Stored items
★ ★ ★ ★

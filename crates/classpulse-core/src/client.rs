//! Remote counter client -- the single network surface of the system.
//!
//! The shared "confused" counter lives on a fixed HTTP service with two
//! endpoints: `POST /add_question` bumps it, `GET /get_question` returns a
//! JSON body carrying `current_count`. Everything else in the crate talks to
//! the service through the [`CounterService`] seam so runners and state
//! machines can be exercised against in-memory fakes.

use reqwest::Client;
use serde_json::Value;
use url::Url;

use crate::error::{ConfigError, RemoteError};

/// Seam for the remote shared counter.
///
/// Implementations do not retry; callers decide what a failure means
/// (gauge keeps polling, auto loop self-disables, button stays idle).
#[allow(async_fn_in_trait)]
pub trait CounterService {
    /// Increment the shared counter by one.
    async fn increment(&self) -> Result<(), RemoteError>;

    /// Read the current counter value.
    async fn read(&self) -> Result<i64, RemoteError>;
}

/// HTTP implementation of [`CounterService`].
pub struct HttpCounterClient {
    base_url: String,
    http_client: Client,
}

impl HttpCounterClient {
    /// Create a client against the given base URL.
    ///
    /// # Errors
    ///
    /// Returns [`ConfigError::InvalidValue`] if the URL does not parse.
    pub fn new(base_url: &str) -> Result<Self, ConfigError> {
        Url::parse(base_url).map_err(|e| ConfigError::InvalidValue {
            key: "remote.base_url".into(),
            message: e.to_string(),
        })?;
        Ok(Self {
            base_url: base_url.trim_end_matches('/').to_string(),
            http_client: Client::new(),
        })
    }

    pub fn base_url(&self) -> &str {
        &self.base_url
    }
}

impl CounterService for HttpCounterClient {
    async fn increment(&self) -> Result<(), RemoteError> {
        let url = format!("{}/add_question", self.base_url);
        let resp = self.http_client.post(&url).send().await?;
        if resp.status().is_success() {
            Ok(())
        } else {
            Err(RemoteError::Unavailable {
                message: format!("HTTP {} from {url}", resp.status()),
            })
        }
    }

    async fn read(&self) -> Result<i64, RemoteError> {
        let url = format!("{}/get_question", self.base_url);
        let resp = self.http_client.get(&url).send().await?;
        if !resp.status().is_success() {
            return Err(RemoteError::Unavailable {
                message: format!("HTTP {} from {url}", resp.status()),
            });
        }
        let body: Value =
            resp.json()
                .await
                .map_err(|e| RemoteError::MalformedResponse {
                    detail: format!("body is not JSON: {e}"),
                })?;
        parse_count(&body)
    }
}

/// Extract `current_count` from a response body.
///
/// The service has emitted both JSON integers and integer-valued strings,
/// so both are accepted. Anything that does not parse as an integer is a
/// hard error -- never silently coerced to zero.
fn parse_count(body: &Value) -> Result<i64, RemoteError> {
    let field = body
        .get("current_count")
        .ok_or_else(|| RemoteError::MalformedResponse {
            detail: "missing field 'current_count'".into(),
        })?;
    match field {
        Value::Number(n) => n.as_i64().ok_or_else(|| RemoteError::MalformedResponse {
            detail: format!("'current_count' is not an integer: {n}"),
        }),
        Value::String(s) => {
            s.trim()
                .parse::<i64>()
                .map_err(|_| RemoteError::MalformedResponse {
                    detail: format!("'current_count' is not numeric: {s:?}"),
                })
        }
        other => Err(RemoteError::MalformedResponse {
            detail: format!("'current_count' has unexpected type: {other}"),
        }),
    }
}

★ ★ ★ ★

An exact repeat of all the entries above is required.

filename crates/classpulse-core/src/client.rs
//! Remote counter client -- the single network surface of the system.
//!
//! The shared "confused" counter lives on a fixed HTTP service with two
//! endpoints: `POST /add_question` bumps it, `GET /get_question` returns a
//! JSON body carrying `current_count`. Everything else in the crate talks to
//! the service through the [`CounterService`] seam so runners and state
//! machines can be exercised against in-memory fakes.

use reqwest::Client;
use serde_json::Value;
use url::Url;

use crate::error::{ConfigError, RemoteError};

/// Seam for the remote shared counter.
///
/// Implementations do not retry; callers decide what a failure means
/// (gauge keeps polling, auto loop self-disables, button stays idle).
#[allow(async_fn_in_trait)]
pub trait CounterService {
    /// Increment the shared counter by one.
    async fn increment(&self) -> Result<(), RemoteError>;

    /// Read the current counter value.
    async fn read(&self) -> Result<i64, RemoteError>;
}

/// HTTP implementation of [`CounterService`].
pub struct HttpCounterClient {
    base_url: String,
    http_client: Client,
}

impl HttpCounterClient {
    /// Create a client against the given base URL.
    ///
    /// # Errors
    ///
    /// Returns [`ConfigError::InvalidValue`] if the URL does not parse.
    pub fn new(base_url: &str) -> Result<Self, ConfigError> {
        Url::parse(base_url).map_err(|e| ConfigError::InvalidValue {
            key: "remote.base_url".into(),
            message: e.to_string(),
        })?;
        Ok(Self {
            base_url: base_url.trim_end_matches('/').to_string(),
            http_client: Client::new(),
        })
    }

    pub fn base_url(&self) -> &str {
        &self.base_url
    }
}

impl CounterService for HttpCounterClient {
    async fn increment(&self) -> Result<(), RemoteError> {
        let url = format!("{}/add_question", self.base_url);
        let resp = self.http_client.post(&url).send().await?;
        if resp.status().is_success() {
            Ok(())
        } else {
            Err(RemoteError::Unavailable {
                message: format!("HTTP {} from {url}", resp.status()),
            })
        }
    }

    async fn read(&self) -> Result<i64, RemoteError> {
        let url = format!("{}/get_question", self.base_url);
        let resp = self.http_client.get(&url).send().await?;
        if !resp.status().is_success() {
            return Err(RemoteError::Unavailable {
                message: format!("HTTP {} from {url}", resp.status()),
            });
        }
        let body: Value =
            resp.json()
                .await
                .map_err(|e| RemoteError::MalformedResponse {
                    detail: format!("body is not JSON: {e}"),
                })?;
        parse_count(&body)
    }
}

/// Extract `current_count` from a response body.
///
/// The service has emitted both JSON integers and integer-valued strings,
/// so both are accepted. Anything that does not parse as an integer is a
/// hard error -- never silently coerced to zero.
fn parse_count(body: &Value) -> Result<i64, RemoteError> {
    let field = body
        .get("current_count")
        .ok_or_else(|| RemoteError::MalformedResponse {
            detail: "missing field 'current_count'".into(),
        })?;
    match field {
        Value::Number(n) => n.as_i64().ok_or_else(|| RemoteError::MalformedResponse {
            detail: format!("'current_count' is not an integer: {n}"),
        }),
        Value::String(s) => {
            s.trim()
                .parse::<i64>()
                .map_err(|_| RemoteError::MalformedResponse {
                    detail: format!("'current_count' is not numeric: {s:?}"),
                })
        }
        other => Err(RemoteError::MalformedResponse {
            detail: format!("'current_count' has unexpected type: {other}"),
        }),
    }
}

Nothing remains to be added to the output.